Zwei meiner besten Freunde sind Wirte. Wirtn, wie's bei uns daheim in der Mehrzahl heißt. Und genauer muss es heißen: Die beiden sind Wirtn gewesen, und zwar gute Wirtn. Ein guter Wirt kennt den Unterschied zwischen Gasthaus und Wirtshaus. Die beiden wussten, wie das geht, dass man sich nicht in demütiger Tourismusmanier dem Gast unterwirft, den Gästen aber trotzdem das Gefühl gibt, sich wia z'Haus zu fühlen. Ich mag, wenn mir der Wirt sagt, was ich haben kann, obwohl es nicht auf der Karte steht. Ich bin auf den Wirt angewiesen, um mich unter Leuten wohlzufühlen. Aber wie gesagt: Das ist vorbei, weil beide Wirtn gewesen sind. Die Vergangenheitsform hat einige Gründe. Sterben und Krankheit gehören nicht dazu. Gottlob, wie's daheim heißen tät'. Aber Wirte sterben ruckzuck. Lange schon. Wirtesterben. Dafür gibt's jetzt immer öfter Versorgungsautomaten. Sie werden zu einem flächendeckenden Normalzustand. Ein Automat kostet nur Anschaffungs-, ein bisschen Wartungs- und Strom-, aber keinerlei Lohnnebenkosten. Der Automat nimmt keinen Urlaub. Der Automat schert sich nicht um Work-Life-Balance, kann nicht schwanger werden. Der Automat bleibt immer kühl. Der Automat ist der ideale Arbeitabnehmer. Der Automat dient, wenn man ihn bedienen kann.
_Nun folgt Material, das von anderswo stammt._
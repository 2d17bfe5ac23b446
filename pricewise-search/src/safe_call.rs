//! Safe-call wrapper: one provider invocation under timeout, retry and
//! circuit-breaker control.
//!
//! Every invocation resolves to a [`ProviderOutcome`] value. Provider
//! errors, timeouts, open circuits and caller cancellation all become
//! data; nothing propagates to the service manager as an error.

use std::time::{Duration, Instant};

use tokio_util::sync::CancellationToken;

use crate::error::ProviderError;
use crate::health::{Admission, HealthTracker};
use crate::provider::ProviderDescriptor;
use crate::types::{CallOutcome, FallbackReason, OutcomeKind, ProviderOutcome, Query, RawRecord};

/// Invoke one provider for one query.
///
/// # Algorithm
///
/// 1. Ask the tracker for admission. An open circuit returns the fallback
///    immediately without calling the provider or recording anything.
/// 2. Call the provider under its timeout. Success is recorded and returned.
/// 3. Failures are retried with backoff until the retry budget is spent.
///    A half-open probe gets a single attempt. The terminal failure is
///    recorded once, then the fallback (or a `Failure` when the descriptor
///    has none) is returned.
///
/// Cancelling `cancel` abandons the current attempt or backoff sleep. A
/// cancelled call records nothing and returns its held probe claim.
pub async fn invoke(
    descriptor: &ProviderDescriptor,
    registration: usize,
    tracker: &HealthTracker,
    query: &Query,
    cancel: &CancellationToken,
) -> ProviderOutcome {
    let name = descriptor.name();
    let started = Instant::now();

    let admission = tracker.admit(name);
    if let Admission::Rejected { retry_in } = admission {
        tracing::debug!(
            provider = name,
            retry_in_ms = retry_in.as_millis() as u64,
            "circuit open, serving fallback"
        );
        let kind = degrade(
            descriptor,
            query,
            FallbackReason::CircuitOpen { retry_in },
            ProviderError::Unavailable("circuit open".into()),
        );
        return finish(name, registration, kind, started, 0);
    }

    let is_probe = admission == Admission::Probe;
    let max_attempts = if is_probe {
        1
    } else {
        descriptor.retry().max_attempts.max(1)
    };

    let mut attempts = 0;
    let mut last_error = ProviderError::Unavailable("no attempt made".into());

    while attempts < max_attempts {
        attempts += 1;
        match attempt(descriptor, query, cancel).await {
            Ok(records) => {
                tracker.record(name, CallOutcome::Success);
                tracing::debug!(
                    provider = name,
                    count = records.len(),
                    attempts,
                    probe = is_probe,
                    "provider returned records"
                );
                return finish(
                    name,
                    registration,
                    OutcomeKind::Success { records },
                    started,
                    attempts,
                );
            }
            Err(ProviderError::Cancelled) => {
                return cancelled(
                    descriptor,
                    registration,
                    tracker,
                    query,
                    is_probe,
                    started,
                    attempts,
                );
            }
            Err(err) => {
                tracing::warn!(
                    provider = name,
                    attempt = attempts,
                    max_attempts,
                    error = %err,
                    "provider attempt failed"
                );
                last_error = err;
            }
        }

        if attempts < max_attempts {
            let delay = descriptor.retry().delay_for_attempt(attempts);
            if !backoff(delay, cancel).await {
                return cancelled(
                    descriptor,
                    registration,
                    tracker,
                    query,
                    is_probe,
                    started,
                    attempts,
                );
            }
        }
    }

    let outcome = if last_error.is_timeout() {
        CallOutcome::Timeout
    } else {
        CallOutcome::Failure
    };
    tracker.record(name, outcome);

    let kind = degrade(
        descriptor,
        query,
        FallbackReason::Exhausted(last_error.clone()),
        last_error,
    );
    if let OutcomeKind::Fallback { ref records, ref reason } = kind {
        tracing::warn!(
            provider = name,
            attempts,
            count = records.len(),
            reason = %reason,
            "provider exhausted, serving fallback"
        );
    }
    finish(name, registration, kind, started, attempts)
}

/// One attempt under the descriptor's timeout, abandoned on cancellation.
async fn attempt(
    descriptor: &ProviderDescriptor,
    query: &Query,
    cancel: &CancellationToken,
) -> Result<Vec<RawRecord>, ProviderError> {
    let timeout = descriptor.timeout();
    tokio::select! {
        () = cancel.cancelled() => Err(ProviderError::Cancelled),
        result = tokio::time::timeout(timeout, descriptor.provider().search(query)) => {
            result.unwrap_or(Err(ProviderError::Timeout(timeout)))
        }
    }
}

/// Sleep for `delay`; returns `false` if cancelled first.
async fn backoff(delay: Duration, cancel: &CancellationToken) -> bool {
    if delay.is_zero() {
        return !cancel.is_cancelled();
    }
    tokio::select! {
        () = cancel.cancelled() => false,
        () = tokio::time::sleep(delay) => true,
    }
}

fn cancelled(
    descriptor: &ProviderDescriptor,
    registration: usize,
    tracker: &HealthTracker,
    query: &Query,
    is_probe: bool,
    started: Instant,
    attempts: u32,
) -> ProviderOutcome {
    let name = descriptor.name();
    if is_probe {
        tracker.release_probe(name);
    }
    tracing::debug!(provider = name, attempts, "provider call cancelled");
    let kind = degrade(
        descriptor,
        query,
        FallbackReason::Exhausted(ProviderError::Cancelled),
        ProviderError::Cancelled,
    );
    finish(name, registration, kind, started, attempts)
}

/// Fallback records if the descriptor has a generator, otherwise a failure.
fn degrade(
    descriptor: &ProviderDescriptor,
    query: &Query,
    reason: FallbackReason,
    error: ProviderError,
) -> OutcomeKind {
    match descriptor.fallback(query) {
        Some(records) => OutcomeKind::Fallback { records, reason },
        None => OutcomeKind::Failure { error },
    }
}

fn finish(
    name: &str,
    registration: usize,
    kind: OutcomeKind,
    started: Instant,
    attempts: u32,
) -> ProviderOutcome {
    ProviderOutcome {
        provider: name.to_string(),
        registration,
        kind,
        latency: started.elapsed(),
        attempts,
    }
}
//! Error types for the pricewise host.

/// Top-level error type for the pricewise host.
#[derive(Debug, thiserror::Error)]
pub enum PricewiseError {
    /// Configuration file could not be parsed or written.
    #[error("config error: {0}")]
    Config(String),

    /// I/O error.
    #[error("I/O error: {0}")]
    Io(#[from] std::io::Error),

    /// The search core rejected the setup.
    #[error(transparent)]
    Search(#[from] pricewise_search::SearchError),
}

/// Convenience result type.
pub type Result<T> = std::result::Result<T, PricewiseError>;
//! Integration tests: config persistence and service construction from files.

use pricewise::{PricewiseConfig, build_service};
use pricewise_search::SearchOptions;

#[test]
fn config_roundtrips_through_file() {
    let dir = tempfile::tempdir().expect("tempdir");
    let path = dir.path().join("nested").join("config.toml");

    let mut config = PricewiseConfig::default();
    config.cache_ttl_secs = 0;
    config.graceful_degradation = false;
    config.providers.duckduckgo.enabled = false;
    config.providers.tavily.retry.max_attempts = 3;
    config
        .query
        .synonyms
        .insert("kela".into(), "banana".into());
    config.save_to_file(&path).expect("save");

    let restored = PricewiseConfig::from_file(&path).expect("load");
    assert_eq!(restored, config);
}

#[test]
fn missing_file_loads_defaults() {
    let dir = tempfile::tempdir().expect("tempdir");
    let config = PricewiseConfig::load_or_default(&dir.path().join("absent.toml")).expect("load");
    assert_eq!(config, PricewiseConfig::default());
}

#[test]
fn invalid_toml_is_a_config_error() {
    let dir = tempfile::tempdir().expect("tempdir");
    let path = dir.path().join("bad.toml");
    std::fs::write(&path, "this is not valid toml {{{").expect("write");
    let err = PricewiseConfig::from_file(&path).unwrap_err();
    assert!(err.to_string().starts_with("config error"));
}

#[tokio::test]
async fn local_index_uses_catalog_file() {
    let dir = tempfile::tempdir().expect("tempdir");
    let catalog = dir.path().join("catalog.json");
    std::fs::write(
        &catalog,
        r#"[
            {"id":"bb:ghee","name":"Amul Pure Ghee 1 l","category":"dairy","price":610,
             "platform":"BigBasket","quantity":"1 l","delivery":"2 hours"},
            {"id":"zp:ghee","name":"Amul Pure Ghee 1 l","category":"dairy","price":595,
             "platform":"Zepto","quantity":"1 l","delivery":"10 mins"}
        ]"#,
    )
    .expect("write catalog");

    let path = dir.path().join("config.toml");
    std::fs::write(
        &path,
        format!(
            r#"
            cache_ttl_secs = 0

            [providers.duckduckgo]
            enabled = false

            [providers.mock]
            enabled = false

            [providers.local_index]
            catalog = "{}"
            min_similarity = 0.1
            "#,
            catalog.display()
        ),
    )
    .expect("write config");

    let config = PricewiseConfig::from_file(&path).expect("load");
    let service = build_service(&config).expect("service");
    let result = service.search("ghee", &SearchOptions::default()).await;

    assert_eq!(result.ranked.len(), 2);
    let best = result.best_pick.expect("best pick");
    assert_eq!(best.platform, "zepto");
    assert_eq!(best.price, 595.0);
    assert_eq!(best.provenance.provider, "local_index");
}

#[test]
fn unreadable_catalog_fails_construction() {
    let dir = tempfile::tempdir().expect("tempdir");
    let mut config = PricewiseConfig::default();
    config.providers.duckduckgo.enabled = false;
    config.providers.local_index.settings.catalog = Some(dir.path().join("missing.json"));
    assert!(build_service(&config).is_err());
}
Neulich hab' ich einen Wirt, wo ich oft, aber länger schon nicht mehr zugekehrt bin, auf meiner Radausfahrt eingeplant. Nach drei Stunden zum Wirt, dann noch eine Stunde bis zur Dusche daheim. Wegen einer Essigwurst wär's gewesen. Ich bin müde. Ich habe Durst, ein bisschen Hunger auch. Ich musste mir eine Landjäger und ein recht vertrocknetes Weckerl aus dem Automaten drücken. "Unsere Küche - jetzt 24 Stunden für Sie geöffnet", steht auf dem Schild neben dem Automaten. Dazu hat jemand einen Smiley gezeichnet. Bargeld geht nicht. Aber Kartenzahlung geht auch im dörflichen Nirgendwo. Ich nehm' zur Landjäger (immerhin von der nahe gelegenen Metzgerei und so als "regionale Spezialität" angepriesen) auch ein eiskaltes Cola. Ich hätt' Lust auf einen Radler gehabt. Ich setze mich auf die Bank vor dem Haus, das - wie ich lese - nur mehr "Freitag bis Sonntag (nicht an Feiertagen)" ein Wirtshaus ist. Es ist Mittwochabend, fürs Wochenende hab' ich ausgemacht, einen meiner Wirte-Freunde wieder einmal zu besuchen. Die abendliche Sommersonne scheint über die Hügel und lässt unter mir den See schimmern. Ein paar Strahlen schaffen es durch die dichten Lindenbäume in den Gastgarten. Ich setze mich auf die Holzbank an der Hauswand. Im ersten Stock öffnet sich ein Fenster. "Sitzen kann man da nur, wenn das Gasthaus geöffnet ist", sagt eine strenge Stimme. Können tät' ich schon, aber dürfen darf ich offenbar nicht. Aber ich bin eh fertig und gezahlt hab' ich auch schon. Ich lass' die leere Coladose und das Papierl, in das die Landjäger gewickelt war, dann z'fleiß auf dem Tisch liegen. Irgendwer wird damit dann noch Beschäftigung finden in der Brave New Gastrowelt.